Source data:
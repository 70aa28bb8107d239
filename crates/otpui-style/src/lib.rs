#![forbid(unsafe_code)]

//! Styling for the otpui widget set.
//!
//! A [`Style`] is an overlay: each channel is optional, and `None` leaves
//! the underlying cell untouched. This is what lets widgets layer an
//! active-box highlight over a base style without restating the rest.

pub use otpui_render::cell::StyleFlags;
use otpui_render::cell::PackedRgba;

/// An optional overlay of foreground, background, and attribute flags.
#[derive(Debug, Clone, Copy, PartialEq, Eq, Default)]
pub struct Style {
    /// Foreground color override.
    pub fg: Option<PackedRgba>,
    /// Background color override.
    pub bg: Option<PackedRgba>,
    /// Attribute flags override.
    pub attrs: Option<StyleFlags>,
}

impl Style {
    /// Create an empty style (no overrides).
    #[must_use]
    pub const fn new() -> Self {
        Self {
            fg: None,
            bg: None,
            attrs: None,
        }
    }

    /// Set the foreground color (builder).
    #[must_use]
    pub const fn fg(mut self, color: PackedRgba) -> Self {
        self.fg = Some(color);
        self
    }

    /// Set the background color (builder).
    #[must_use]
    pub const fn bg(mut self, color: PackedRgba) -> Self {
        self.bg = Some(color);
        self
    }

    /// Set the attribute flags (builder).
    #[must_use]
    pub const fn attrs(mut self, flags: StyleFlags) -> Self {
        self.attrs = Some(flags);
        self
    }

    /// Add bold to the attribute flags (builder).
    #[must_use]
    pub fn bold(self) -> Self {
        self.add_flags(StyleFlags::BOLD)
    }

    /// Add dim to the attribute flags (builder).
    #[must_use]
    pub fn dim(self) -> Self {
        self.add_flags(StyleFlags::DIM)
    }

    /// Add underline to the attribute flags (builder).
    #[must_use]
    pub fn underlined(self) -> Self {
        self.add_flags(StyleFlags::UNDERLINE)
    }

    /// Add reverse video to the attribute flags (builder).
    #[must_use]
    pub fn reversed(self) -> Self {
        self.add_flags(StyleFlags::REVERSE)
    }

    fn add_flags(mut self, flags: StyleFlags) -> Self {
        self.attrs = Some(self.attrs.unwrap_or(StyleFlags::NONE) | flags);
        self
    }

    /// Check if the style overrides nothing.
    #[must_use]
    pub const fn is_empty(&self) -> bool {
        self.fg.is_none() && self.bg.is_none() && self.attrs.is_none()
    }

    /// Overlay `other` on top of this style; `other`'s channels win.
    #[must_use]
    pub fn patch(self, other: Style) -> Self {
        Self {
            fg: other.fg.or(self.fg),
            bg: other.bg.or(self.bg),
            attrs: other.attrs.or(self.attrs),
        }
    }
}
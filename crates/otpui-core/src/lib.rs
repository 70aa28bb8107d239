#![forbid(unsafe_code)]

//! Core types for the otpui widget set.
//!
//! This crate defines the canonical input events (key, mouse, paste, focus)
//! and the geometry primitives that widgets render into. The crossterm
//! backend mapping lives here behind a `wasm32` guard so the rest of the
//! workspace stays backend-agnostic.

pub mod event;
pub mod geometry;
pub mod logging;
#![forbid(unsafe_code)]

//! Serializes a frame to ANSI escape sequences.
//!
//! Full-repaint presenter: every `present` call repositions to the origin
//! and rewrites the grid row by row, coalescing SGR changes across runs of
//! identically-styled cells. The scratch buffer is reused across calls so
//! steady-state presenting does not allocate.

use core::fmt::Write as _;
use std::io::{self, Write};

use crate::cell::{PackedRgba, StyleFlags};
use crate::frame::Frame;

const SGR_RESET: &str = "\x1b[0m";
const CURSOR_HIDE: &str = "\x1b[?25l";
const CURSOR_SHOW: &str = "\x1b[?25h";

/// Writes frames to a terminal as ANSI escape sequences.
#[derive(Debug, Default)]
pub struct Presenter {
    scratch: String,
}

impl Presenter {
    /// Create a new presenter.
    pub fn new() -> Self {
        Self::default()
    }

    /// Serialize the frame and write it to `out` in a single syscall.
    pub fn present<W: Write>(&mut self, frame: &Frame, out: &mut W) -> io::Result<()> {
        #[cfg(feature = "tracing")]
        let _span = tracing::debug_span!(
            "present",
            w = frame.buffer.width(),
            h = frame.buffer.height()
        )
        .entered();

        self.scratch.clear();
        self.scratch.push_str(CURSOR_HIDE);

        let width = frame.buffer.width();
        let height = frame.buffer.height();
        for y in 0..height {
            push_cursor_to(&mut self.scratch, 0, y);
            let mut last_sgr: Option<(PackedRgba, PackedRgba, StyleFlags)> = None;
            for x in 0..width {
                let Some(cell) = frame.buffer.get(x, y) else {
                    continue;
                };
                let key = (cell.fg, cell.bg, cell.attrs.flags());
                if last_sgr != Some(key) {
                    push_sgr(&mut self.scratch, cell.fg, cell.bg, cell.attrs.flags());
                    last_sgr = Some(key);
                }
                self.scratch.push(cell.content.as_char().unwrap_or(' '));
            }
        }

        self.scratch.push_str(SGR_RESET);
        if let Some((x, y)) = frame.cursor_position {
            push_cursor_to(&mut self.scratch, x, y);
            self.scratch.push_str(CURSOR_SHOW);
        }

        out.write_all(self.scratch.as_bytes())?;
        out.flush()
    }
}

fn push_cursor_to(buf: &mut String, x: u16, y: u16) {
    // CUP is 1-indexed.
    let _ = write!(buf, "\x1b[{};{}H", y as u32 + 1, x as u32 + 1);
}

fn push_sgr(buf: &mut String, fg: PackedRgba, bg: PackedRgba, flags: StyleFlags) {
    buf.push_str("\x1b[0");
    if flags.contains(StyleFlags::BOLD) {
        buf.push_str(";1");
    }
    if flags.contains(StyleFlags::DIM) {
        buf.push_str(";2");
    }
    if flags.contains(StyleFlags::ITALIC) {
        buf.push_str(";3");
    }
    if flags.contains(StyleFlags::UNDERLINE) {
        buf.push_str(";4");
    }
    if flags.contains(StyleFlags::REVERSE) {
        buf.push_str(";7");
    }
    if flags.contains(StyleFlags::STRIKETHROUGH) {
        buf.push_str(";9");
    }
    if !fg.is_default() {
        let _ = write!(buf, ";38;2;{};{};{}", fg.r(), fg.g(), fg.b());
    }
    if !bg.is_default() {
        let _ = write!(buf, ";48;2;{};{};{}", bg.r(), bg.g(), bg.b());
    }
    buf.push('m');
}

#[cfg(test)]
mod tests {
    use super::*;
    use crate::cell::{Cell, StyleFlags};

    fn present_to_string(frame: &Frame) -> String {
        let mut presenter = Presenter::new();
        let mut out = Vec::new();
        presenter
            .present(frame, &mut out)
            .expect("writing to a Vec cannot fail");
        String::from_utf8(out).expect("presenter emits valid UTF-8")
    }

    #[test]
    fn presents_cell_content() {
        let mut frame = Frame::new(3, 1);
        frame.buffer.set(0, 0, Cell::from_char('4'));
        frame.buffer.set(1, 0, Cell::from_char('2'));
        let out = present_to_string(&frame);
        assert!(out.contains("42 "));
    }

    #[test]
    fn hides_cursor_without_position() {
        let frame = Frame::new(2, 1);
        let out = present_to_string(&frame);
        assert!(out.starts_with(CURSOR_HIDE));
        assert!(!out.contains(CURSOR_SHOW));
    }

    #[test]
    fn shows_cursor_at_position() {
        let mut frame = Frame::new(5, 2);
        frame.set_cursor(Some((3, 1)));
        let out = present_to_string(&frame);
        assert!(out.contains(CURSOR_SHOW));
        // CUP is 1-indexed: (3, 1) -> row 2, column 4.
        assert!(out.ends_with(&format!("\x1b[2;4H{CURSOR_SHOW}")));
    }

    #[test]
    fn truecolor_sequence_for_colored_cell() {
        let mut frame = Frame::new(1, 1);
        let mut cell = Cell::from_char('x');
        cell.fg = PackedRgba::rgb(1, 2, 3);
        frame.buffer.set(0, 0, cell);
        let out = present_to_string(&frame);
        assert!(out.contains("38;2;1;2;3"));
    }

    #[test]
    fn sgr_coalesced_across_identical_run() {
        let mut frame = Frame::new(3, 1);
        let mut cell = Cell::from_char('a');
        cell.attrs = cell.attrs.with_flags(StyleFlags::BOLD);
        for x in 0..3 {
            frame.buffer.set(x, 0, cell);
        }
        let out = present_to_string(&frame);
        // One SGR for the run, not one per cell.
        assert_eq!(out.matches("\x1b[0;1m").count(), 1);
    }

    #[test]
    fn ends_with_reset_when_cursor_hidden() {
        let frame = Frame::new(1, 1);
        let out = present_to_string(&frame);
        assert!(out.ends_with(SGR_RESET));
    }
}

The task:
A single figure must be given: how many lines of the records above include the string "PackedRgba".

Result:
9